Bargeld in der Verfassung wäre eine wirkungslose Leerformel

Bare Zahlungsmittel könnten nur in der EU-Grundrechtecharta abgesichert werden. Abschaffung ist realpolitisch aber ohnehin kein Thema.

Symbolbild.
Symbolbild.
Symbolbild. – (c) imago images / imagebroker (imageBROKER/Jan Tepass)

Wien. Im aktuellen Wahlkampf wird von politischer Seite mehrfach die Forderung erhoben, den Einsatz von Bargeld verfassungsrechtlich abzusichern. Damit soll Befürchtungen, Bargeld als Zahlungsmittel abzuschaffen und nur mehr Banküberweisungen zuzulassen, ein Riegel vorgeschoben werden.

Mehr als Wahlkampfgetöse dürfte hinter dieser Forderung allerdings nicht stehen, andere Parteien sind skeptisch oder überhaupt ablehnend, von einer Verfassungsmehrheit ist man wohl weit entfernt. 90 % der Österreicher können sich sowieso nicht vorstellen, auf Bargeld zu verzichten, insoweit erübrigt sich auch politisch eine verfassungsrechtliche Absicherung.
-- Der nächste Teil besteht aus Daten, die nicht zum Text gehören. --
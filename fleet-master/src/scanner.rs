//! Filesystem scanning (spec.md §1 Non-goals: probing and CRF decisions are
//! out of scope). This is a minimal walk that discovers candidate media
//! files and upserts their path/size metadata so the queue has something
//! to hand out; it does not probe codecs, resolution, or HDR — those
//! fields stay `None` until a worker's own probe fills them in via its
//! first progress report, matching `lib/scanner.py`'s division of labor
//! between the coordinator (enumerate paths) and the worker (inspect
//! them).

use std::path::Path;

use fleet_model::DiscoveredFile;
use walkdir::WalkDir;

const VIDEO_EXTENSIONS: &[&str] = &["mkv", "mp4", "avi", "mov", "m4v", "ts"];

pub fn scan_library(root: &Path) -> Vec<DiscoveredFile> {
    WalkDir::new(root)
        .into_iter()
        .filter_map(|entry| entry.ok())
        .filter(|entry| entry.file_type().is_file())
        .filter(|entry| is_video(entry.path()))
        .filter_map(|entry| to_discovered_file(entry.path()))
        .collect()
}

fn is_video(path: &Path) -> bool {
    path.extension()
        .and_then(|ext| ext.to_str())
        .map(|ext| VIDEO_EXTENSIONS.contains(&ext.to_lowercase().as_str()))
        .unwrap_or(false)
}

fn to_discovered_file(path: &Path) -> Option<DiscoveredFile> {
    let size_bytes = std::fs::metadata(path).ok()?.len() as i64;
    let directory = path.parent()?.to_string_lossy().into_owned();
    let filename = path.file_name()?.to_string_lossy().into_owned();
    Some(DiscoveredFile {
        path: path.to_string_lossy().into_owned(),
        directory,
        filename,
        size_bytes,
        codec: None,
        bitrate: None,
        resolution: None,
        bitdepth: None,
        hdr: None,
        hdr_dynamic: false,
        color_transfer: None,
        color_space: None,
        audio_codec: None,
        audio_channels: None,
        audio_bitrate: None,
        target_crf: None,
        target_opus_bitrate: None,
    })
}

#[cfg(test)]
mod tests {
    use super::*;
    use tempfile::tempdir;

    #[test]
    fn scan_finds_only_video_extensions() {
        let dir = tempdir().unwrap();
        std::fs::write(dir.path().join("movie.mkv"), b"x").unwrap();
        std::fs::write(dir.path().join("poster.jpg"), b"x").unwrap();

        let found = scan_library(dir.path());
        assert_eq!(found.len(), 1);
        assert_eq!(found[0].filename, "movie.mkv");
    }
}
//! Configuration loading (spec.md §6.4), grounded on
//! `ferrex-server`'s `Config::from_env` pattern: typed fields populated
//! from environment variables with `clap`-level CLI overrides, plus an
//! optional TOML file for the handful of settings too structured for a
//! single env var (grounded on `lib/config.py`'s JSON config file).

use std::net::SocketAddr;
use std::path::PathBuf;

use anyhow::{Context, Result};
use clap::Parser;
use serde::Deserialize;

#[derive(Debug, Parser)]
#[command(name = "fleet-master", about = "Coordinator for a distributed AV1 transcoding fleet")]
pub struct Args {
    /// Address to bind the HTTP API to.
    #[arg(long, env = "FLEET_MASTER_BIND")]
    pub bind: Option<SocketAddr>,

    /// Path to the sqlite database file.
    #[arg(long, env = "FLEET_MASTER_DB")]
    pub database: Option<PathBuf>,

    /// Optional TOML config file, layered under env vars and CLI flags.
    #[arg(long, env = "FLEET_MASTER_CONFIG")]
    pub config: Option<PathBuf>,

    /// Directory watched/served for source and output media.
    #[arg(long, env = "FLEET_MASTER_LIBRARY")]
    pub library: Option<PathBuf>,
}

/// Fully resolved configuration. Precedence, lowest to highest: built-in
/// default, TOML file, environment variable, CLI flag.
#[derive(Debug, Clone, Deserialize)]
#[serde(default)]
pub struct Config {
    pub bind: SocketAddr,
    pub database: PathBuf,
    pub library: PathBuf,
    pub db_max_connections: u32,
    /// Whether `Transfer` copies the original file's mode bits onto the
    /// replacement (spec.md §6.4 `preserve_mode`).
    pub preserve_mode: bool,
    /// Seconds of silence before a worker is considered offline.
    pub worker_timeout_seconds: u64,
}

impl Default for Config {
    fn default() -> Self {
        Self {
            bind: "0.0.0.0:8080".parse().expect("static address parses"),
            database: PathBuf::from("fleet.db"),
            library: PathBuf::from("."),
            db_max_connections: 8,
            preserve_mode: true,
            worker_timeout_seconds: 30,
        }
    }
}

impl Config {
    pub fn load(args: &Args) -> Result<Self> {
        let mut config = match &args.config {
            Some(path) => {
                let raw = std::fs::read_to_string(path)
                    .with_context(|| format!("reading config file {}", path.display()))?;
                toml::from_str(&raw).with_context(|| format!("parsing config file {}", path.display()))?
            }
            None => Config::default(),
        };

        if let Some(bind) = args.bind {
            config.bind = bind;
        }
        if let Some(database) = &args.database {
            config.database = database.clone();
        }
        if let Some(library) = &args.library {
            config.library = library.clone();
        }

        Ok(config)
    }
}
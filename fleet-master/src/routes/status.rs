//! `/api/status`, `/api/files`, `/api/workers` — read-only fleet snapshots
//! for the UI and `fleetctl` (spec.md §6.1 "Read endpoints").

use axum::Json;
use axum::extract::{Query, State};
use fleet_model::{FileRecord, Statistics, Status, WorkerRecord};
use serde::{Deserialize, Serialize};

use fleet_core::Store;

use crate::errors::AppError;
use crate::state::AppState;

#[derive(Debug, Serialize)]
pub struct StatusResponse {
    pub statistics: Statistics,
    pub workers: Vec<WorkerRecord>,
    pub processing: Vec<FileRecord>,
}

pub async fn status(State(state): State<AppState>) -> Result<Json<StatusResponse>, AppError> {
    let statistics = state.store.statistics().await?;
    let workers = state.registry.list();
    let processing = state.store.list_processing().await?;
    Ok(Json(StatusResponse { statistics, workers, processing }))
}

#[derive(Debug, Deserialize)]
pub struct FilesQuery {
    pub status: Option<String>,
}

pub async fn files(
    State(state): State<AppState>,
    Query(query): Query<FilesQuery>,
) -> Result<Json<Vec<FileRecord>>, AppError> {
    let status = query.status.as_deref().and_then(|s| s.parse::<Status>().ok());
    let files = state.store.list(status).await?;
    Ok(Json(files))
}

pub async fn workers(State(state): State<AppState>) -> Json<Vec<WorkerRecord>> {
    Json(state.registry.list())
}

pub async fn statistics(State(state): State<AppState>) -> Result<Json<Statistics>, AppError> {
    Ok(Json(state.store.statistics().await?))
}
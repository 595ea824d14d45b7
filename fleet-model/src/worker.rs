use chrono::{DateTime, Utc};
use serde::{Deserialize, Serialize};

/// Worker lifecycle phase (spec.md §3 "WorkerRecord (in-memory)" and §4.7
/// "Job lifecycle phases"). Reported by the worker itself in its heartbeat
/// `status` field and mirrored here for the Registry and the UI/event bus.
#[derive(Debug, Clone, Copy, PartialEq, Eq, Serialize, Deserialize)]
#[serde(rename_all = "lowercase")]
pub enum WorkerStatus {
    Idle,
    Downloading,
    Processing,
    Uploading,
    Offline,
}

impl WorkerStatus {
    pub fn is_active(&self) -> bool {
        !matches!(self, WorkerStatus::Offline)
    }
}

#[derive(Debug, Clone, Serialize, Deserialize)]
pub struct WorkerCapabilities {
    pub cpu_count: u32,
    pub memory_total: u64,
    pub has_gpu: bool,
}

/// In-memory worker record, owned exclusively by the Registry (spec.md §3
/// "Ownership"). Never persisted — a master restart empties the fleet and
/// workers re-register.
#[derive(Debug, Clone, Serialize, Deserialize)]
pub struct WorkerRecord {
    pub id: String,
    pub hostname: String,
    pub capabilities: WorkerCapabilities,
    pub version: String,
    pub status: WorkerStatus,
    pub registered_at: DateTime<Utc>,
    pub last_seen: DateTime<Utc>,

    pub current_file_id: Option<i64>,
    pub current_filename: Option<String>,
    pub current_progress: Option<f64>,
    pub current_speed_fps: Option<f64>,
    pub current_eta_seconds: Option<i64>,

    pub cpu_percent: Option<f64>,
    pub memory_percent: Option<f64>,

    pub jobs_completed: u64,
    pub jobs_failed: u64,
    pub total_bytes_processed: u64,

    /// If true, the scheduler will not hand this worker new jobs but lets
    /// its current one finish (spec.md GLOSSARY "Fade-out").
    pub fade_out: bool,
}

impl WorkerRecord {
    pub fn new(id: String, hostname: String, capabilities: WorkerCapabilities, version: String) -> Self {
        let now = Utc::now();
        Self {
            id,
            hostname,
            capabilities,
            version,
            status: WorkerStatus::Idle,
            registered_at: now,
            last_seen: now,
            current_file_id: None,
            current_filename: None,
            current_progress: None,
            current_speed_fps: None,
            current_eta_seconds: None,
            cpu_percent: None,
            memory_percent: None,
            jobs_completed: 0,
            jobs_failed: 0,
            total_bytes_processed: 0,
            fade_out: false,
        }
    }
}
//! The Store: durable queue + statistics (spec.md §4.1). Single source of
//! truth for `FileRecord`s; nothing outside this module ever writes the
//! `files` table. Statistics are derived from it at read time rather than
//! kept in a separate accumulator, so they never drift from a reset/delete.

mod schema;
mod sqlite;

pub use sqlite::SqliteStore;

use async_trait::async_trait;
use fleet_model::{DiscoveredFile, FileRecord, Statistics, Status};

use crate::error::Result;

/// Contract offered by the Store (spec.md §4.1). Implemented by
/// [`SqliteStore`]; kept as a trait so the Scheduler, Monitor, and HTTP
/// handlers depend on behavior, not on sqlite specifically.
#[async_trait]
pub trait Store: Send + Sync {
    /// Insert a new row or refresh the metadata-only fields of an existing
    /// one (keyed on the unique `path`). Never changes `status`.
    async fn upsert_file(&self, info: DiscoveredFile) -> Result<FileRecord>;

    /// Atomically select the best pending candidate for `worker_id` and
    /// flip it to `processing` in the same step (spec.md's "pick_next_pending
    /// algorithm"). Returns `None` if no candidate exists.
    async fn pick_next_pending(&self, worker_id: &str) -> Result<Option<FileRecord>>;

    /// Update progress fields. Returns `false` (no-op) if the row is not
    /// currently `processing` — late updates after completion are silently
    /// ignored (spec.md §4.4 "Progress").
    async fn update_progress(
        &self,
        id: i64,
        percent: f64,
        speed: Option<f64>,
        eta: Option<i64>,
    ) -> Result<bool>;

    /// Transition a row to `completed`. Idempotent: calling this again on an
    /// already-completed row is a no-op that returns `Ok(())`.
    async fn mark_completed(
        &self,
        id: i64,
        output_size_bytes: i64,
        savings_bytes: i64,
        savings_percent: f64,
    ) -> Result<()>;

    /// Transition a row to `failed`, incrementing `retry_count`.
    async fn mark_failed(&self, id: i64, error: &str) -> Result<()>;

    /// Reconnection recovery, `is_completed=true` branch (spec.md §4.4):
    /// the worker finished the job but the master never heard about it, so
    /// mark the row completed from the heartbeat's own reported progress
    /// rather than waiting for a `/complete` call that may never arrive.
    /// Only applies to rows still `processing` or `pending`; a no-op
    /// otherwise (returns `false`).
    async fn recover_completed(&self, id: i64, worker_id: &str) -> Result<bool>;

    /// Reconnection recovery, in-progress branch (spec.md §4.4): rebinds a
    /// still-`processing`/`pending` row to `worker_id` at the reported
    /// `progress`, so a worker that merely missed a heartbeat or two resumes
    /// ownership of its job instead of a later poll finding nothing to do.
    /// Returns `false` if the row wasn't eligible (e.g. the monitor already
    /// failed it for timing out, which requires an explicit operator retry).
    async fn rebind_processing(&self, id: i64, worker_id: &str, progress: f64) -> Result<bool>;

    /// Reset a row back to `pending`, clearing progress/result/error fields.
    async fn reset(&self, id: i64) -> Result<()>;

    /// Reset every `failed` row back to `pending`. Returns the count reset.
    async fn reset_all_failed(&self) -> Result<u64>;

    /// Mark a row `completed` without processing it (an operator decision,
    /// not a worker result).
    async fn skip(&self, id: i64) -> Result<()>;

    async fn delete(&self, id: i64) -> Result<()>;

    /// Delete every `completed` row. Returns the count deleted.
    async fn delete_all_completed(&self) -> Result<u64>;

    async fn set_priority(&self, id: i64, priority: i64, preferred_worker: Option<String>) -> Result<()>;

    async fn get(&self, id: i64) -> Result<Option<FileRecord>>;

    async fn list(&self, status: Option<Status>) -> Result<Vec<FileRecord>>;

    async fn statistics(&self) -> Result<Statistics>;

    async fn list_processing(&self) -> Result<Vec<FileRecord>>;
}
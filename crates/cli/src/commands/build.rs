use anyhow::{Context, Result};
use site_kit_generator::{GenerateOptions, generate_site, output_path};
use std::fs;
use std::path::{Path, PathBuf};

use super::load_site;

/// Build static site for deployment
pub async fn run(path: PathBuf, output: Option<PathBuf>) -> Result<()> {
    let (config, store) = load_site(&path)?;
    let output = output.unwrap_or_else(|| path.join(&config.build.output));

    println!("🔨 Building static site...");
    println!("   Source: {}", path.display());
    println!("   Output: {}", output.display());
    println!();

    println!("✓ Loaded: {}", config.name);
    println!("  Pages: {}", store.pages().count());
    println!("  News: {}", store.news().len());
    println!();

    if !store.failures().is_empty() {
        for failure in store.failures() {
            eprintln!("   ⚠ {}", failure);
        }
        if config.build.fail_on_error {
            anyhow::bail!(
                "{} content file(s) failed to load and build.fail_on_error is set",
                store.failures().len()
            );
        }
    }

    println!("📄 Generating pages...");
    let site = generate_site(&config, &store, GenerateOptions::default())
        .await
        .context("Failed to generate site")?;

    let written = write_site(&output, &site.pages, &site.assets)?;
    println!("   ✓ Wrote {} pages, {} assets", site.pages.len(), site.assets.len());

    let copied = copy_public(&path.join("public"), &output)?;
    if copied > 0 {
        println!("   ✓ Copied {} public files", copied);
    }

    println!();
    println!("✅ Build complete! ({} files)", written + copied);
    println!("   Output: {}", output.display());
    println!();
    println!("To test locally:");
    println!("   cd {} && python3 -m http.server 8000", output.display());
    println!();

    Ok(())
}

/// Write generated pages and assets under `output`; returns files written
fn write_site(output: &Path, pages: &[(String, String)], assets: &[(String, Vec<u8>)]) -> Result<usize> {
    fs::create_dir_all(output).context("Failed to create output directory")?;

    let files = pages
        .iter()
        .map(|(route, html)| (output_path(route), html.as_bytes()))
        .chain(assets.iter().map(|(name, data)| (name.clone(), data.as_slice())));

    let mut written = 0;
    for (rel, data) in files {
        let dst = output.join(&rel);
        if let Some(parent) = dst.parent() {
            fs::create_dir_all(parent)
                .with_context(|| format!("Failed to create {}", parent.display()))?;
        }
        fs::write(&dst, data).with_context(|| format!("Failed to write {}", dst.display()))?;
        written += 1;
    }
    Ok(written)
}

/// Copy `public/` into `output/public/`, preserving layout
fn copy_public(public: &Path, output: &Path) -> Result<usize> {
    if !public.is_dir() {
        return Ok(0);
    }

    let mut copied = 0;
    for entry in walkdir::WalkDir::new(public) {
        let entry = entry?;
        if !entry.file_type().is_file() {
            continue;
        }
        let rel = entry.path().strip_prefix(public)?;
        let dst = output.join("public").join(rel);
        if let Some(parent) = dst.parent() {
            fs::create_dir_all(parent)?;
        }
        fs::copy(entry.path(), &dst)
            .with_context(|| format!("Failed to copy {}", entry.path().display()))?;
        copied += 1;
    }
    Ok(copied)
}

#[cfg(test)]
mod tests {
    use super::*;
    use tempfile::TempDir;

    fn write(root: &Path, rel: &str, content: &str) {
        let path = root.join(rel);
        fs::create_dir_all(path.parent().unwrap()).unwrap();
        fs::write(path, content).unwrap();
    }

    #[tokio::test]
    async fn test_build_writes_pages() {
        let dir = TempDir::new().unwrap();
        write(dir.path(), "site.toml", "[site]\nname = \"Test\"\n");
        write(dir.path(), "content/pages/index.md", "# Home");
        write(dir.path(), "content/pages/docs/index.md", "# Docs");
        write(dir.path(), "content/pages/docs/guide/install.md", "# Install");
        write(dir.path(), "public/img/logo.svg", "<svg/>");

        run(dir.path().to_path_buf(), None).await.unwrap();

        let out = dir.path().join("dist");
        assert!(out.join("index.html").is_file());
        assert!(out.join("style.css").is_file());
        assert!(out.join("public/img/logo.svg").is_file());

        let install = fs::read_to_string(out.join("docs/guide/install/index.html")).unwrap();
        assert!(install.contains(r#"<li><a href="/docs">Docs</a></li>"#));
        assert!(install.contains(r#"<li aria-current="page">Install</li>"#));
    }

    #[tokio::test]
    async fn test_build_custom_output() {
        let dir = TempDir::new().unwrap();
        let out = TempDir::new().unwrap();
        write(dir.path(), "site.toml", "[site]\nname = \"Test\"\n");
        write(dir.path(), "content/pages/about.md", "# About");

        run(dir.path().to_path_buf(), Some(out.path().to_path_buf()))
            .await
            .unwrap();
        assert!(out.path().join("about/index.html").is_file());
    }

    #[tokio::test]
    async fn test_build_fail_on_error() {
        let dir = TempDir::new().unwrap();
        write(
            dir.path(),
            "site.toml",
            "[site]\nname = \"Test\"\n[build]\nfail_on_error = true\n",
        );
        write(dir.path(), "content/pages/bad.json", "{ broken");

        let err = run(dir.path().to_path_buf(), None).await.unwrap_err();
        assert!(err.to_string().contains("fail_on_error"));
    }

    #[tokio::test]
    async fn test_build_without_site_toml() {
        let dir = TempDir::new().unwrap();
        let err = run(dir.path().to_path_buf(), None).await.unwrap_err();
        assert!(err.to_string().contains("site-kit init"));
    }
}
Hier werden ganz eindeutig in der Bevölkerung zunächst Ängste geschürt, um sie dann – heroenhaft – mit einem Verfassungsgesetz zu besänftigen.

Vor allem ist aber die Forderung, den Bargeldverkehr in der Verfassung abzusichern, schon aus europarechtlichen Gründen kein nationales Thema.
Im Bereich der Eurowährung (und folglich auch in Österreich) gehört die „Währungspolitik für die EU-Mitgliedstaaten, deren Währung der Euro ist“, zur ausschließlichen Zuständigkeit der Union und ihrer Organe. Auf diesem Gebiet kann und darf demgemäß seit Inkrafttreten des Vertrags über die Arbeitsweise der Europäischen Union (AEUV) nur die EU „gesetzgeberisch tätig werden und verbindliche Rechtsakte erlassen“.